In the beginning of 2018, the UN Committee against Torture and the Special Rapporteur on Torture published updated standards on support and protection for torture victims in the context of migration. These standards draw extensively on IRCT's health based expertise and knowledge about how to ensure a trauma informed approach to asylum procedures and reception of refugees.
The two UN expert mechanisms established three elements that are crucial in ensuring that torture victims receive the protection and support they are entitled to:
- Torture survivors cannot be returned to States where there are no rehabilitation services available to them;
- States must apply asylum processes that ensure that torture survivors are not disadvantaged due to psychological trauma such as Post-Traumatic Stress Syndrome (PTSD);
- All persons alleging past acts of torture must be afforded an independent medical examination in accordance with the Istanbul Protocol so that they can prove their claims.
For more detail, read the UN Committee against Torture's General Comment no. 4 and the report of the UN Special Rapporteur on Torture to the Human Rights Council. These authoritative statements on torture victims' rights provide a strong foundation for torture victims and rehabilitation centres to advocate for legal processes that provide an effective remedy to ensure victims’ rights to protection and rehabilitation.
IRCT materials on torture victims rights in the context of migration are available here:
Everyday IRCT members in all corners of the world work to rehabilitate torture survivors whom have left their home countries to seek protection from torture. Rehabilitation practitioners with decades of experience in successfully helping survivors rebuild and lead fulfilling lives in their host countries, support patients by providing holistic rehabilitation services.

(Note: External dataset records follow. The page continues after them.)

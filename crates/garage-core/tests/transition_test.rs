#![allow(clippy::unwrap_used)]
// Door transition properties under a paused clock, with a fake command path.

use std::sync::Arc;
use std::sync::atomic::{AtomicUsize, Ordering};
use std::time::Duration;

use futures_util::future::BoxFuture;
use pretty_assertions::assert_eq;
use tokio::sync::Notify;
use tokio::time::Instant;
use url::Url;

use garage_api::transport::TransportConfig;
use garage_api::{CommandAck, GarageClient, StatusReport};
use garage_core::{
    ActivityKind, CommandDispatcher, CommandEndpoint, CommandIntent, Controller, ControllerConfig,
    CoreError, DeviceId, DispatchError, DoorAction, DoorState, Flavor, ReportedState,
    TransitionError, SINGLE_DEVICE_ID,
};

const TRANSITION: Duration = Duration::from_millis(7000);

// ── Fakes ───────────────────────────────────────────────────────────

#[derive(Clone, Copy, PartialEq, Eq)]
enum Behavior {
    Ack,
    Reject,
    /// Wait for `release` before acknowledging.
    Gate,
}

struct FakeEndpoint {
    behavior: Behavior,
    release: Notify,
    calls: AtomicUsize,
}

impl FakeEndpoint {
    fn new(behavior: Behavior) -> Arc<Self> {
        Arc::new(Self {
            behavior,
            release: Notify::new(),
            calls: AtomicUsize::new(0),
        })
    }
}

impl CommandEndpoint for FakeEndpoint {
    fn send<'a>(
        &'a self,
        _intent: &'a CommandIntent,
    ) -> BoxFuture<'a, Result<CommandAck, garage_api::Error>> {
        Box::pin(async move {
            self.calls.fetch_add(1, Ordering::SeqCst);
            match self.behavior {
                Behavior::Ack => Ok(CommandAck { message: None }),
                Behavior::Reject => Err(garage_api::Error::CommandRejected {
                    message: "relay offline".into(),
                }),
                Behavior::Gate => {
                    self.release.notified().await;
                    Ok(CommandAck { message: None })
                }
            }
        })
    }
}

// ── Helpers ─────────────────────────────────────────────────────────

fn controller(endpoint: Arc<FakeEndpoint>) -> Controller {
    let url = Url::parse("http://127.0.0.1:9").unwrap();
    let mut config = ControllerConfig::new(url.clone(), Flavor::Single);
    config.poll_interval = Duration::ZERO;
    config.transition_duration = TRANSITION;

    let client = GarageClient::new(url, &TransportConfig::default()).unwrap();
    let dispatcher = CommandDispatcher::new(endpoint, Duration::from_secs(15));
    Controller::from_parts(config, client, dispatcher, None)
}

fn garage() -> DeviceId {
    DeviceId::from(SINGLE_DEVICE_ID)
}

fn report(state: ReportedState) -> StatusReport {
    StatusReport {
        state: Some(state),
        temperature: None,
        humidity: None,
        error: None,
    }
}

async fn wait_for_door(ctrl: &Controller, door: DoorState) {
    ctrl.devices()
        .wait_for(|devices| devices.iter().any(|d| d.door == door))
        .await
        .unwrap();
}

// ── Scenarios ───────────────────────────────────────────────────────

#[tokio::test(start_paused = true)]
async fn open_reaches_open_after_exactly_the_transition_duration() {
    let ctrl = controller(FakeEndpoint::new(Behavior::Ack));
    let id = garage();
    let start = Instant::now();

    let ticket = ctrl.request_transition(&id, DoorAction::Open).await.unwrap();
    assert_eq!(ticket.target, DoorState::Open);
    assert_eq!(ticket.duration, TRANSITION);
    assert_eq!(ctrl.door_state(&id), Some(DoorState::Opening));

    tokio::time::sleep(Duration::from_millis(3500)).await;
    let half = ctrl.progress(&id).unwrap();
    assert!((half - 0.5).abs() < 1e-9, "progress at half time was {half}");

    tokio::time::sleep(Duration::from_millis(3499)).await;
    assert_eq!(ctrl.door_state(&id), Some(DoorState::Opening));

    wait_for_door(&ctrl, DoorState::Open).await;
    assert_eq!(start.elapsed(), TRANSITION);
    assert!((ctrl.progress(&id).unwrap() - 1.0).abs() < f64::EPSILON);
    assert!(!ctrl.is_in_flight(&id));
}

#[tokio::test(start_paused = true)]
async fn failed_dispatch_reverts_and_clears_flag() {
    let ctrl = controller(FakeEndpoint::new(Behavior::Reject));
    let id = garage();
    let mut activity = ctrl.activity();

    let err = ctrl.request_transition(&id, DoorAction::Open).await.unwrap_err();
    assert!(matches!(err, CoreError::Dispatch(DispatchError::Rejected { .. })));
    assert_eq!(ctrl.door_state(&id), Some(DoorState::Closed));
    assert!(!ctrl.is_in_flight(&id));
    assert_eq!(ctrl.device(SINGLE_DEVICE_ID).unwrap().door, DoorState::Closed);

    let started = activity.recv().await.unwrap();
    assert!(matches!(started.kind, ActivityKind::TransitionStarted { action: DoorAction::Open }));
    let reverted = activity.recv().await.unwrap();
    assert!(matches!(
        reverted.kind,
        ActivityKind::TransitionReverted { state: DoorState::Closed, .. }
    ));
}

#[tokio::test(start_paused = true)]
async fn second_request_is_rejected_while_in_flight() {
    let endpoint = FakeEndpoint::new(Behavior::Gate);
    let ctrl = controller(Arc::clone(&endpoint));
    let id = garage();

    let first = {
        let ctrl = ctrl.clone();
        let id = id.clone();
        tokio::spawn(async move { ctrl.request_transition(&id, DoorAction::Open).await })
    };
    while !ctrl.is_in_flight(&id) {
        tokio::task::yield_now().await;
    }

    let err = ctrl.request_transition(&id, DoorAction::Close).await.unwrap_err();
    assert!(matches!(err, CoreError::Transition(TransitionError::InFlight { .. })));
    assert_eq!(endpoint.calls.load(Ordering::SeqCst), 1);

    endpoint.release.notify_one();
    first.await.unwrap().unwrap();
    wait_for_door(&ctrl, DoorState::Open).await;
}

#[tokio::test(start_paused = true)]
async fn poll_during_opening_is_ignored_until_timer_completes() {
    let ctrl = controller(FakeEndpoint::new(Behavior::Ack));
    let id = garage();

    ctrl.request_transition(&id, DoorAction::Open).await.unwrap();

    // Interleave stale polls throughout the animation.
    for _ in 0..6 {
        tokio::time::sleep(Duration::from_secs(1)).await;
        ctrl.apply_status(&id, &report(ReportedState::Closed));
        assert_eq!(ctrl.door_state(&id), Some(DoorState::Opening));
    }

    wait_for_door(&ctrl, DoorState::Open).await;

    // Once idle, authoritative data wins again.
    ctrl.apply_status(&id, &report(ReportedState::Closed));
    assert_eq!(ctrl.door_state(&id), Some(DoorState::Closed));
}

#[tokio::test(start_paused = true)]
async fn poll_open_while_idle_updates_closed_device() {
    let ctrl = controller(FakeEndpoint::new(Behavior::Ack));
    let id = garage();
    assert_eq!(ctrl.door_state(&id), Some(DoorState::Closed));

    ctrl.apply_status(&id, &report(ReportedState::Open));
    assert_eq!(ctrl.door_state(&id), Some(DoorState::Open));
    assert_eq!(ctrl.device(SINGLE_DEVICE_ID).unwrap().door, DoorState::Open);
    assert!((ctrl.position(&id).unwrap() - 10.0).abs() < f64::EPSILON);
}

#[tokio::test(start_paused = true)]
async fn abandoned_request_reverts() {
    let ctrl = controller(FakeEndpoint::new(Behavior::Gate));
    let id = garage();

    let result =
        tokio::time::timeout(Duration::from_secs(1), ctrl.request_transition(&id, DoorAction::Open))
            .await;
    assert!(result.is_err());
    assert_eq!(ctrl.door_state(&id), Some(DoorState::Closed));
    assert!(!ctrl.is_in_flight(&id));
}

#[tokio::test(start_paused = true)]
async fn no_op_and_unknown_requests_are_rejected_before_dispatch() {
    let endpoint = FakeEndpoint::new(Behavior::Ack);
    let ctrl = controller(Arc::clone(&endpoint));

    let err = ctrl
        .request_transition(&garage(), DoorAction::Close)
        .await
        .unwrap_err();
    assert!(matches!(err, CoreError::Transition(TransitionError::AlreadyInState { .. })));

    let err = ctrl
        .request_transition(&DeviceId::from("shed"), DoorAction::Open)
        .await
        .unwrap_err();
    assert!(matches!(err, CoreError::Transition(TransitionError::UnknownDevice { .. })));
    assert_eq!(endpoint.calls.load(Ordering::SeqCst), 0);
}

#[tokio::test(start_paused = true)]
async fn close_then_open_round_trip() {
    let ctrl = controller(FakeEndpoint::new(Behavior::Ack));
    let id = garage();
    ctrl.apply_status(&id, &report(ReportedState::Open));

    ctrl.request_transition(&id, DoorAction::Close).await.unwrap();
    assert_eq!(ctrl.door_state(&id), Some(DoorState::Closing));
    wait_for_door(&ctrl, DoorState::Closed).await;

    ctrl.request_transition(&id, DoorAction::Open).await.unwrap();
    wait_for_door(&ctrl, DoorState::Open).await;
}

Unfortunately, practitioners often see their efforts frustrated by asylum processes that do not take into account the physical and psychological effects of torture on individuals and families. Victims are often labelled as not credible in asylum proceedings due to conditions such as PTSD, which may lead to inconsistencies in recounting true events; they have been denied the possibility to document that they were in fact tortured in their home country; and they eventually are expelled to places where no rehabilitation support is available, leading to catastrophic deterioration of their already fragile psychological state. The result? Torture victims with legitimate protection claims are rejected and re-traumatised instead of gaining access to the protection and help they are entitled to receive.